I have always had roosters in my flock of chickens, but many people start out with just hens. Since you don't need a rooster for the hens to lay eggs, and many people get chickens just for the eggs, this makes a lot of sense.

Often the decision to add a rooster is made after the flock of hens has been established. One reason you may decide to add a rooster to an established flock of hens, is to protect the hens. A rooster will alert the hens of any danger approaching, giving them a chance to hide. A rooster will often confront a predator to protect his flock of hens, thus sacrificing himself for them. Also, by adding a rooster to the flock, the hens eggs will then be fertilized. You'll need fertilized eggs if you want to hatch chicks

Adding a rooster to a flock of hens safely

If you decide to add a rooster into an already established flock, things can get a little tricky. The head hen doesn't always adapt well to the sudden drop in her ranking. Some hens don't appreciate a rooster trying to ahem...'romance' them. It can just generally upset the pecking order.

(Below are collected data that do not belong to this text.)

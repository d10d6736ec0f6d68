//! Board-level counters for the admin dashboard.

use std::collections::HashSet;

use chrono::{DateTime, Utc};
use serde::{Deserialize, Serialize};

use crate::models::{Post, Report};

#[derive(Debug, Clone, PartialEq, Eq, Serialize, Deserialize)]
#[serde(rename_all = "camelCase")]
pub struct BoardStats {
    pub active_posts: usize,
    pub total_likes: u64,
    pub unique_authors: usize,
    pub pending_reports: usize,
}

/// Computes dashboard counters from the current snapshots. Likes and
/// authors count across *all* posts (expired included); only the post
/// count is expiry-filtered.
pub fn board_stats(posts: &[Post], reports: &[Report], now: DateTime<Utc>) -> BoardStats {
    let active_posts = posts.iter().filter(|p| p.is_live(now)).count();
    let total_likes = posts.iter().map(|p| p.likes as u64).sum();
    let unique_authors = posts
        .iter()
        .map(|p| p.anonymous_user_id.as_str())
        .collect::<HashSet<_>>()
        .len();
    let pending_reports = reports.iter().filter(|r| !r.status.is_terminal()).count();

    BoardStats {
        active_posts,
        total_likes,
        unique_authors,
        pending_reports,
    }
}

#[cfg(test)]
mod tests {
    use super::*;
    use crate::models::{post_ttl, Category, ReportStatus};
    use chrono::{Duration, TimeZone};

    fn now() -> DateTime<Utc> {
        Utc.timestamp_millis_opt(1_700_000_000_000).unwrap()
    }

    fn post(id: &str, author: &str, likes: u32, age: Duration) -> Post {
        let timestamp = now() - age;
        Post {
            id: id.to_string(),
            title: "t".to_string(),
            content: "c".to_string(),
            category: Category::General,
            timestamp,
            expires_at: timestamp + post_ttl(),
            anonymous_user_id: author.to_string(),
            likes,
            liked_by: Default::default(),
            is_active: true,
        }
    }

    #[test]
    fn counters_reflect_snapshots() {
        let posts = vec![
            post("a", "u1", 5, Duration::hours(1)),
            post("b", "u1", 3, Duration::hours(2)),
            post("c", "u2", 1, Duration::hours(30)), // expired
        ];
        let mut resolved = Report::new("a", "u3", "Spam", now());
        resolved.status = ReportStatus::Approved;
        let reports = vec![Report::new("b", "u3", "Harassment", now()), resolved];

        let stats = board_stats(&posts, &reports, now());
        assert_eq!(stats.active_posts, 2);
        assert_eq!(stats.total_likes, 9);
        assert_eq!(stats.unique_authors, 2);
        assert_eq!(stats.pending_reports, 1);
    }
}
//! # Domain Models
//!
//! Core entities of Campus Board: ephemeral anonymous posts and the
//! reports filed against them. Wire format is camelCase JSON with
//! epoch-millisecond instants (the shape the realtime store emits).

use std::collections::{BTreeSet, HashSet};

use chrono::{DateTime, Duration, Utc};
use serde::{Deserialize, Serialize};

/// Posts live for 24 hours from creation.
pub const POST_TTL_MS: i64 = 24 * 60 * 60 * 1000;

/// A post counts as "recent" for trending if younger than 6 hours.
pub const TRENDING_WINDOW_MS: i64 = 6 * 60 * 60 * 1000;

/// Titles are truncated (not rejected) at this many characters.
pub const TITLE_MAX_CHARS: usize = 100;

/// Post bodies are truncated at this many characters.
pub const CONTENT_MAX_CHARS: usize = 500;

/// Report reasons offered by the UI. `Report::reason` stays free text,
/// so clients may send anything; this list is advisory.
pub const REPORT_REASONS: [&str; 7] = [
    "Breaks the Content Policy",
    "Harassment",
    "Threatening violence",
    "Spam",
    "Sharing personal information",
    "Impersonation",
    "Prohibited transaction",
];

pub fn post_ttl() -> Duration {
    Duration::milliseconds(POST_TTL_MS)
}

pub fn trending_window() -> Duration {
    Duration::milliseconds(TRENDING_WINDOW_MS)
}

/// The fixed set of campus categories. Unknown or absent values
/// deserialize to `General`.
#[derive(Debug, Clone, Copy, PartialEq, Eq, PartialOrd, Ord, Hash, Serialize, Deserialize)]
#[serde(rename_all = "kebab-case")]
pub enum Category {
    Academic,
    Social,
    Events,
    CampusLife,
    Food,
    Housing,
    Technology,
    Sports,
    Clubs,
    #[serde(other)]
    General,
}

impl Default for Category {
    fn default() -> Self {
        Category::General
    }
}

impl Category {
    /// Strict slug lookup, used for category *selection* where an
    /// unrecognized slug should be ignored rather than defaulted.
    pub fn from_slug(slug: &str) -> Option<Category> {
        match slug {
            "academic" => Some(Category::Academic),
            "social" => Some(Category::Social),
            "events" => Some(Category::Events),
            "campus-life" => Some(Category::CampusLife),
            "food" => Some(Category::Food),
            "housing" => Some(Category::Housing),
            "technology" => Some(Category::Technology),
            "sports" => Some(Category::Sports),
            "clubs" => Some(Category::Clubs),
            "general" => Some(Category::General),
            _ => None,
        }
    }

    pub fn as_slug(&self) -> &'static str {
        match self {
            Category::Academic => "academic",
            Category::Social => "social",
            Category::Events => "events",
            Category::CampusLife => "campus-life",
            Category::Food => "food",
            Category::Housing => "housing",
            Category::Technology => "technology",
            Category::Sports => "sports",
            Category::Clubs => "clubs",
            Category::General => "general",
        }
    }
}

/// Feed ordering requested by the client.
#[derive(Debug, Clone, Copy, PartialEq, Eq, Serialize, Deserialize)]
#[serde(rename_all = "lowercase")]
pub enum RankingMode {
    Newest,
    Best,
    Trending,
}

impl Default for RankingMode {
    /// The board opens on the "best" tab.
    fn default() -> Self {
        RankingMode::Best
    }
}

impl RankingMode {
    /// Unrecognized values fall through to `Newest`, matching the
    /// composer's fallback branch.
    pub fn parse(s: &str) -> RankingMode {
        match s {
            "best" => RankingMode::Best,
            "trending" => RankingMode::Trending,
            _ => RankingMode::Newest,
        }
    }
}

/// Category filter: the "all" sentinel or a non-empty set.
#[derive(Debug, Clone, PartialEq, Eq)]
pub enum CategorySelection {
    All,
    Only(BTreeSet<Category>),
}

impl CategorySelection {
    /// Builds a selection from raw slugs. The "all" sentinel, an empty
    /// list, or a list with no recognizable slugs all collapse to `All`.
    pub fn from_slugs<'a, I>(slugs: I) -> CategorySelection
    where
        I: IntoIterator<Item = &'a str>,
    {
        let mut set = BTreeSet::new();
        for slug in slugs {
            let slug = slug.trim();
            if slug == "all" {
                return CategorySelection::All;
            }
            if let Some(category) = Category::from_slug(slug) {
                set.insert(category);
            }
        }
        if set.is_empty() {
            CategorySelection::All
        } else {
            CategorySelection::Only(set)
        }
    }

    pub fn matches(&self, category: Category) -> bool {
        match self {
            CategorySelection::All => true,
            CategorySelection::Only(set) => set.contains(&category),
        }
    }
}

/// An anonymous confession. Expiry is derived from `expires_at`; the
/// `is_active` flag is a legacy field from the document-store schema and
/// is never consulted for display.
#[derive(Debug, Clone, Serialize, Deserialize)]
#[serde(rename_all = "camelCase")]
pub struct Post {
    /// Assigned by the store on insert; empty until then.
    #[serde(default)]
    pub id: String,
    pub title: String,
    pub content: String,
    #[serde(default)]
    pub category: Category,
    #[serde(with = "instant_millis")]
    pub timestamp: DateTime<Utc>,
    #[serde(with = "instant_millis")]
    pub expires_at: DateTime<Utc>,
    /// Session identity of the author, used only for delete authorization.
    pub anonymous_user_id: String,
    #[serde(default)]
    pub likes: u32,
    #[serde(default)]
    pub liked_by: HashSet<String>,
    #[serde(default = "default_true")]
    pub is_active: bool,
}

impl Post {
    pub fn is_live(&self, now: DateTime<Utc>) -> bool {
        self.expires_at > now
    }

    pub fn has_liked(&self, user_id: &str) -> bool {
        self.liked_by.contains(user_id)
    }
}

fn default_true() -> bool {
    true
}

/// Field deltas for a post, applied last-write-wins by the store.
#[derive(Debug, Clone, Default, Serialize, Deserialize)]
#[serde(rename_all = "camelCase")]
pub struct PostPatch {
    #[serde(skip_serializing_if = "Option::is_none")]
    pub likes: Option<u32>,
    #[serde(skip_serializing_if = "Option::is_none")]
    pub add_liked_by: Option<String>,
    #[serde(skip_serializing_if = "Option::is_none")]
    pub remove_liked_by: Option<String>,
}

#[derive(Debug, Clone, Copy, PartialEq, Eq, Serialize, Deserialize)]
#[serde(rename_all = "lowercase")]
pub enum ReportStatus {
    Pending,
    Approved,
    Rejected,
}

impl ReportStatus {
    pub fn is_terminal(&self) -> bool {
        !matches!(self, ReportStatus::Pending)
    }
}

/// A user report against a post. `post_id` is a weak reference: the
/// post may already be gone when the report is adjudicated.
#[derive(Debug, Clone, Serialize, Deserialize)]
#[serde(rename_all = "camelCase")]
pub struct Report {
    #[serde(default)]
    pub id: String,
    pub post_id: String,
    pub reported_by: String,
    pub reason: String,
    #[serde(with = "instant_millis")]
    pub timestamp: DateTime<Utc>,
    pub status: ReportStatus,
    /// Set when an admin resolves the report.
    #[serde(default, with = "instant_millis_opt")]
    pub admin_action: Option<DateTime<Utc>>,
}

impl Report {
    pub fn new(post_id: &str, reported_by: &str, reason: &str, now: DateTime<Utc>) -> Report {
        Report {
            id: String::new(),
            post_id: post_id.to_string(),
            reported_by: reported_by.to_string(),
            reason: reason.to_string(),
            timestamp: now,
            status: ReportStatus::Pending,
            admin_action: None,
        }
    }
}

/// Field deltas for a report, applied last-write-wins by the store.
#[derive(Debug, Clone, Default, Serialize, Deserialize)]
#[serde(rename_all = "camelCase")]
pub struct ReportPatch {
    #[serde(skip_serializing_if = "Option::is_none")]
    pub status: Option<ReportStatus>,
    #[serde(default, with = "instant_millis_opt")]
    pub admin_action: Option<DateTime<Utc>>,
}

/// Instants serialize as epoch milliseconds, but upstream data may carry
/// either a numeric epoch or an RFC 3339 string. Deserialization
/// normalizes both forms before any comparison happens.
pub mod instant_millis {
    use chrono::{DateTime, TimeZone, Utc};
    use serde::{de, Deserialize, Deserializer, Serializer};

    #[derive(Deserialize)]
    #[serde(untagged)]
    enum RawInstant {
        Millis(i64),
        Text(String),
    }

    pub fn serialize<S: Serializer>(dt: &DateTime<Utc>, s: S) -> Result<S::Ok, S::Error> {
        s.serialize_i64(dt.timestamp_millis())
    }

    pub fn deserialize<'de, D>(d: D) -> Result<DateTime<Utc>, D::Error>
    where
        D: Deserializer<'de>,
    {
        match RawInstant::deserialize(d)? {
            RawInstant::Millis(ms) => Utc
                .timestamp_millis_opt(ms)
                .single()
                .ok_or_else(|| de::Error::custom("epoch milliseconds out of range")),
            RawInstant::Text(text) => text
                .parse::<DateTime<Utc>>()
                .map_err(de::Error::custom),
        }
    }
}

/// Optional variant of [`instant_millis`].
pub mod instant_millis_opt {
    use chrono::{DateTime, Utc};
    use serde::{Deserialize, Deserializer, Serializer};

    #[derive(Deserialize)]
    #[serde(untagged)]
    enum MaybeInstant {
        Some(#[serde(with = "super::instant_millis")] DateTime<Utc>),
        None,
    }

    pub fn serialize<S: Serializer>(
        dt: &Option<DateTime<Utc>>,
        s: S,
    ) -> Result<S::Ok, S::Error> {
        match dt {
            Some(dt) => s.serialize_i64(dt.timestamp_millis()),
            None => s.serialize_none(),
        }
    }

    pub fn deserialize<'de, D>(d: D) -> Result<Option<DateTime<Utc>>, D::Error>
    where
        D: Deserializer<'de>,
    {
        Ok(match MaybeInstant::deserialize(d)? {
            MaybeInstant::Some(dt) => Some(dt),
            MaybeInstant::None => None,
        })
    }
}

To avoid upsetting the hens too much, a gradual introduction is the best approach. Allowing them to acclimate to each other slowly can reduce squabbles and make the whole process go more smoothly. I choose one of these two methods each time that I want to introduce a new rooster to my flock. 

How to add a Rooster to the flock

The easiest way to add a rooster to your flock is to get a male chick and let one of your hens raise it. The hen will protect it from the rest of the flock as it grows, and she will help it to integrate so you don't have to go through the introduction process. You could go about this a few different ways. Either give your hen some fertile eggs to hatch, buy straight run chicks, or buy a cockerel chick if you choose a breed that can be sexed at hatch. 

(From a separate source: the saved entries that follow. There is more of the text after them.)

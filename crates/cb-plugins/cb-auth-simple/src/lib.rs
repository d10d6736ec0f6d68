//! # cb-auth-simple
//!
//! Hash-based implementation of `AuthProvider`. Anonymous session ids
//! are salted SHA-256 digests with a per-call nonce, so a returning
//! client cannot be tracked across sessions. Admin credentials are
//! verified against an Argon2 hash, never compared in plaintext.

use argon2::{
    password_hash::{PasswordHash, PasswordVerifier},
    Argon2,
};
use async_trait::async_trait;
use sha2::{Digest, Sha256};

use cb_core::traits::AuthProvider;

pub struct SimpleAuthProvider {
    /// Secret salt mixed into session ids (rotates on restart).
    session_salt: String,
}

impl SimpleAuthProvider {
    /// Accepts a salt string (e.g., from an environment variable).
    pub fn new(salt: &str) -> Self {
        Self {
            session_salt: salt.to_string(),
        }
    }

    /// Builds a provider with a random salt, for deployments that do
    /// not pin one. Ids then rotate on every restart as well.
    pub fn with_random_salt() -> Self {
        Self::new(&random_hex(16))
    }
}

fn random_hex(bytes: usize) -> String {
    let mut buf = vec![0u8; bytes];
    // Zeroed fallback still yields valid (if predictable) ids.
    let _ = getrandom::getrandom(&mut buf);
    hex::encode(buf)
}

#[async_trait]
impl AuthProvider for SimpleAuthProvider {
    /// Generates an anonymous session id (e.g., `a3f29c01b7d45e62`).
    /// The nonce makes every call distinct, which is what makes the
    /// identity ephemeral rather than durable.
    fn generate_session_id(&self, client_key: &str) -> String {
        let mut hasher = Sha256::new();
        hasher.update(self.session_salt.as_bytes());
        hasher.update(client_key.as_bytes());
        hasher.update(random_hex(8).as_bytes());
        let hash = hex::encode(hasher.finalize());
        // 16 hex chars is plenty for a board-local identity.
        hash[..16].to_string()
    }

    /// Verifies a provided password against a stored Argon2 hash.
    async fn verify_admin_password(&self, password: &str, hash: &str) -> bool {
        let parsed_hash = match PasswordHash::new(hash) {
            Ok(p) => p,
            Err(_) => return false,
        };
        Argon2::default()
            .verify_password(password.as_bytes(), &parsed_hash)
            .is_ok()
    }
}
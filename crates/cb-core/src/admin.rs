//! # Admin Report Resolver
//!
//! Report adjudication state machine:
//! `pending --approved--> approved` (report dismissed, post untouched),
//! `pending --rejected--> rejected` (post deleted, then report closed).
//! Terminal states are final; both branches stamp `admin_action`.

use chrono::{DateTime, Utc};
use serde::{Deserialize, Serialize};

use crate::error::{AppError, Result};
use crate::models::{Report, ReportPatch, ReportStatus};
use crate::traits::BoardStore;

/// Admin decision on a pending report.
#[derive(Debug, Clone, Copy, PartialEq, Eq, Serialize, Deserialize)]
#[serde(rename_all = "lowercase")]
pub enum ReportAction {
    Approved,
    Rejected,
}

/// The writes a resolution implies. Produced by the pure transition,
/// applied against the store by [`resolve_and_apply`].
#[derive(Debug, Clone)]
pub struct Resolution {
    pub report_patch: ReportPatch,
    /// Post to delete when the report is rejected.
    pub delete_post: Option<String>,
}

/// Pure transition. Verifies the report is still pending; anything else
/// is an `InvalidTransition`.
pub fn resolve_report(
    report: &Report,
    action: ReportAction,
    now: DateTime<Utc>,
) -> Result<Resolution> {
    if report.status.is_terminal() {
        return Err(AppError::InvalidTransition(format!(
            "report {} already resolved",
            report.id
        )));
    }

    let (status, delete_post) = match action {
        ReportAction::Approved => (ReportStatus::Approved, None),
        ReportAction::Rejected => (ReportStatus::Rejected, Some(report.post_id.clone())),
    };

    Ok(Resolution {
        report_patch: ReportPatch {
            status: Some(status),
            admin_action: Some(now),
        },
        delete_post,
    })
}

/// Resolves a report and applies the outcome to the store. The post is
/// removed before the report is closed; deletion is idempotent, so a
/// report against an already-gone post still resolves cleanly.
pub async fn resolve_and_apply(
    store: &dyn BoardStore,
    report: &Report,
    action: ReportAction,
    now: DateTime<Utc>,
) -> Result<()> {
    let resolution = resolve_report(report, action, now)?;

    if let Some(post_id) = &resolution.delete_post {
        store.delete_post(post_id).await?;
    }
    store.patch_report(&report.id, resolution.report_patch).await
}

I prefer to use this method when adding a rooster to my flock. When hatching eggs or buying straight run chicks, you'll probably have more than one cockerel in the bunch. I'm sure you've noticed that chickens have unique personalities and roosters are no different. Raising a few roosters from chicks gives you an opportunity to observe their personality and choose the best rooster for your flock. It also gives you the chance to correct his behavior as he's growing up if you see him getting too aggressive towards people. Raising a friendly rooster isn't difficult, it just takes a little extra time on your part.

The second way is to add an adult rooster to the flock. You may choose this method if you're looking for particular traits in a rooster when breeding chickens. Certain traits aren't fully developed until the chicken is full grown so if you're looking for something specific, a fully developed rooster may be your best option.

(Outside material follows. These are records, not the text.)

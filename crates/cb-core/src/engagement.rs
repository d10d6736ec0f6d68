//! # Engagement
//!
//! Like-toggle and report-submission state transitions. Both emit data
//! for the store rather than mutating in place: likes become a
//! last-write-wins [`PostPatch`], reports become a pending [`Report`].

use chrono::{DateTime, Utc};

use crate::models::{Post, PostPatch, Report};

/// Emits the patch for one like toggle.
///
/// A `(user, post)` pair contributes at most one like: toggling twice
/// in succession returns the post to its original state. The counter
/// saturates at zero, so a stale removal can never drive it negative.
///
/// Concurrent toggles by *different* users touch disjoint `liked_by`
/// entries and commute. A user racing against their own toggle is not
/// serialized here and may double-count; the store's next snapshot is
/// the reconciliation point.
pub fn toggle_like(post: &Post, user_id: &str) -> PostPatch {
    if post.has_liked(user_id) {
        PostPatch {
            likes: Some(post.likes.saturating_sub(1)),
            remove_liked_by: Some(user_id.to_string()),
            ..Default::default()
        }
    } else {
        PostPatch {
            likes: Some(post.likes + 1),
            add_liked_by: Some(user_id.to_string()),
            ..Default::default()
        }
    }
}

/// Builds a pending report against a post. The reason may be one of
/// [`crate::models::REPORT_REASONS`] or free text; there is no rate
/// limiting, so a user may file any number of reports.
pub fn submit_report(
    post_id: &str,
    reported_by: &str,
    reason: &str,
    now: DateTime<Utc>,
) -> Report {
    Report::new(post_id, reported_by, reason, now)
}
//! # Campus Board Binary
//!
//! The entry point that assembles the application based on
//! compile-time features.

use std::sync::Arc;

use actix_web::{web, App, HttpServer};
use cb_api::handlers::AppState;
use cb_api::middleware;

#[cfg(feature = "store-memory")]
use cb_store_memory::MemoryBoardStore;

#[cfg(feature = "auth-simple")]
use cb_auth_simple::SimpleAuthProvider;

#[actix_web::main]
async fn main() -> std::io::Result<()> {
    dotenvy::dotenv().ok();
    env_logger::init_from_env(env_logger::Env::new().default_filter_or("info"));

    // 1. Initialize the store implementation
    #[cfg(feature = "store-memory")]
    let store = MemoryBoardStore::new();

    // 2. Initialize the auth implementation. Without a pinned salt,
    //    session ids rotate on every restart.
    #[cfg(feature = "auth-simple")]
    let auth = match std::env::var("CB_SESSION_SALT") {
        Ok(salt) => SimpleAuthProvider::new(&salt),
        Err(_) => SimpleAuthProvider::with_random_salt(),
    };

    // Admin endpoints stay disabled unless a password hash is provided.
    let admin_password_hash = std::env::var("CB_ADMIN_PASSWORD_HASH").ok();
    if admin_password_hash.is_none() {
        log::warn!("CB_ADMIN_PASSWORD_HASH not set; admin endpoints are disabled");
    }

    let state = web::Data::new(AppState {
        store: Arc::new(store),
        auth: Arc::new(auth),
        admin_password_hash,
    });

    let bind = std::env::var("CB_BIND").unwrap_or_else(|_| "127.0.0.1:3000".to_string());
    log::info!("🚀 Campus Board starting on http://{bind}");

    HttpServer::new(move || {
        App::new()
            .app_data(state.clone())
            .wrap(middleware::standard_middleware())
            .wrap(middleware::cors_policy())
            .configure(cb_api::configure_routes)
    })
    .bind(bind)?
    .run()
    .await
}
//! campus-board/crates/cb-core/src/lib.rs
//!
//! The central domain logic and interface definitions for Campus Board:
//! the feed composition and expiry engine, engagement and moderation
//! rules, the report resolver, and the ports the plugins implement.

pub mod admin;
pub mod engagement;
pub mod error;
pub mod feed;
pub mod models;
pub mod moderation;
pub mod stats;
pub mod submission;
pub mod traits;

// Re-exporting for easier access in other crates
pub use error::*;
pub use models::*;
pub use traits::*;
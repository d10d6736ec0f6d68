//! # AppError
//!
//! Centralized error handling for the Campus Board core.
//! Every mutating operation either succeeds observably or surfaces one
//! of these variants to the caller; nothing fails silently.

use thiserror::Error;

/// The primary error type for all cb-core operations.
#[derive(Error, Debug)]
pub enum AppError {
    /// Resource not found (e.g., Post, Report)
    #[error("{0} not found with ID {1}")]
    NotFound(String, String),

    /// Submission failure (e.g., missing required field)
    #[error("validation error: {0}")]
    ValidationError(String),

    /// Denylist match at the moderation gate
    #[error("moderation rejected: {0}")]
    ModerationRejected(String),

    /// Caller is not allowed to perform the operation (e.g., deleting
    /// someone else's post, admin action without credentials)
    #[error("unauthorized: {0}")]
    Unauthorized(String),

    /// Report state machine violation (terminal states are final)
    #[error("invalid transition: {0}")]
    InvalidTransition(String),

    /// The external store failed or timed out. Retrying is the
    /// caller's responsibility.
    #[error("store unavailable: {0}")]
    StoreUnavailable(String),
}

/// A specialized Result type for Campus Board logic.
pub type Result<T> = std::result::Result<T, AppError>;
//! # cb-api
//!
//! The web routing and orchestration layer for Campus Board.

pub mod handlers;
pub mod middleware;

use actix_web::web;

/// Configures the routes for the board.
///
/// # Developer Note
/// We use a scoped configuration so the main binary can mount the API
/// under a different prefix if it ever needs to (e.g., /api/v1/).
pub fn configure_routes(cfg: &mut web::ServiceConfig) {
    cfg.service(
        web::scope("/api")
            // Anonymous session bootstrap
            .route("/session", web::post().to(handlers::create_session))
            // The feed and post lifecycle
            .route("/posts", web::get().to(handlers::list_posts))
            .route("/posts", web::post().to(handlers::create_post))
            .route("/posts/{id}", web::delete().to(handlers::delete_post))
            .route("/posts/{id}/like", web::post().to(handlers::toggle_like))
            .route("/posts/{id}/report", web::post().to(handlers::report_post))
            // Admin surface
            .route("/reports", web::get().to(handlers::list_reports))
            .route("/reports/{id}/resolve", web::post().to(handlers::resolve_report))
            .route("/analytics", web::get().to(handlers::analytics)),
    );
}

It's more difficult to add an adult rooster to an established flock since they already have their pecking order established, and the head hen might not appreciate losing her 'boss role'. It can be done though and is very similar to adding a hen to the flock. Obviously the first thing you'll want to do is quarantine the new rooster for 30 days. He needs to be away from the flock where they do not have any contact with each other to insure that any disease or bugs he may have been exposed to previously can be handled before he meets your flock. 

This can be lonely for a flock animal like a chicken, so make sure to give him extra attention. Put him in a spot that you can easily stop by to spend time with him many times throughout the day. This will also help you to gauge his personality before introducing him to the flock. 

Here's an excellent article on what to look for when examining and observing a chicken in quarantine.

After his quarantine time is up, move him into the flock but in a separate cage the same as if you were adding a new hen to your flock. Only allow him out with the hens when you can supervise them. 

When you first allow the rooster out with the flock it usually goes 1 of 3 ways. 

1) Everything is fine and they all get along. (Hope for this one)

2) The hens pick on the rooster. Even though he's probably bigger than them, the original flock may still try to chase off the rooster. Since they outnumber him, they'll probably pick on him quite a bit before they settle down and get used to him. Be prepared to step in and separate him again if things get out of hand. 

3) The rooster kinda goes a little crazy. With sudden access to an entire flock of hens, he might start acting like he's in overdrive and trying to mate with every hen that he can catch. This behavior will calm down in a short while, but in the meantime you'll want to keep him in his separate cage when you can't supervise. Since you don't know what to expect when introducing a rooster to the hens, always make sure you can supervise their interactions the first few times!

Sudden access to his new flock can cause him to show aggression to you which you absolutely do not want! He may see you as a threat to him, or simply want to impress the ladies by defeating you as his opponent. Either way, you'll want to continue to spend time with him (even if he has to be in his seperation cage) so he gets used to you and stops seeing you as a threat. 

When adding a rooster to your flock, there's always a chance that he just won't be a good fit. If you try for a few months and he just can't get along with the flock, you may have to rehome him. You can check with the flock owner from where he came from, to see if they would like to have him back....that's usually a long shot though! There are other options that I discuss in Rehoming a Roo: How and Why that will walk you through your next steps.

Hopefully though, the rooster will integrate perfectly into your flock and your girls will have a new protector and friend, and now you get to hatch chicks anytime you want!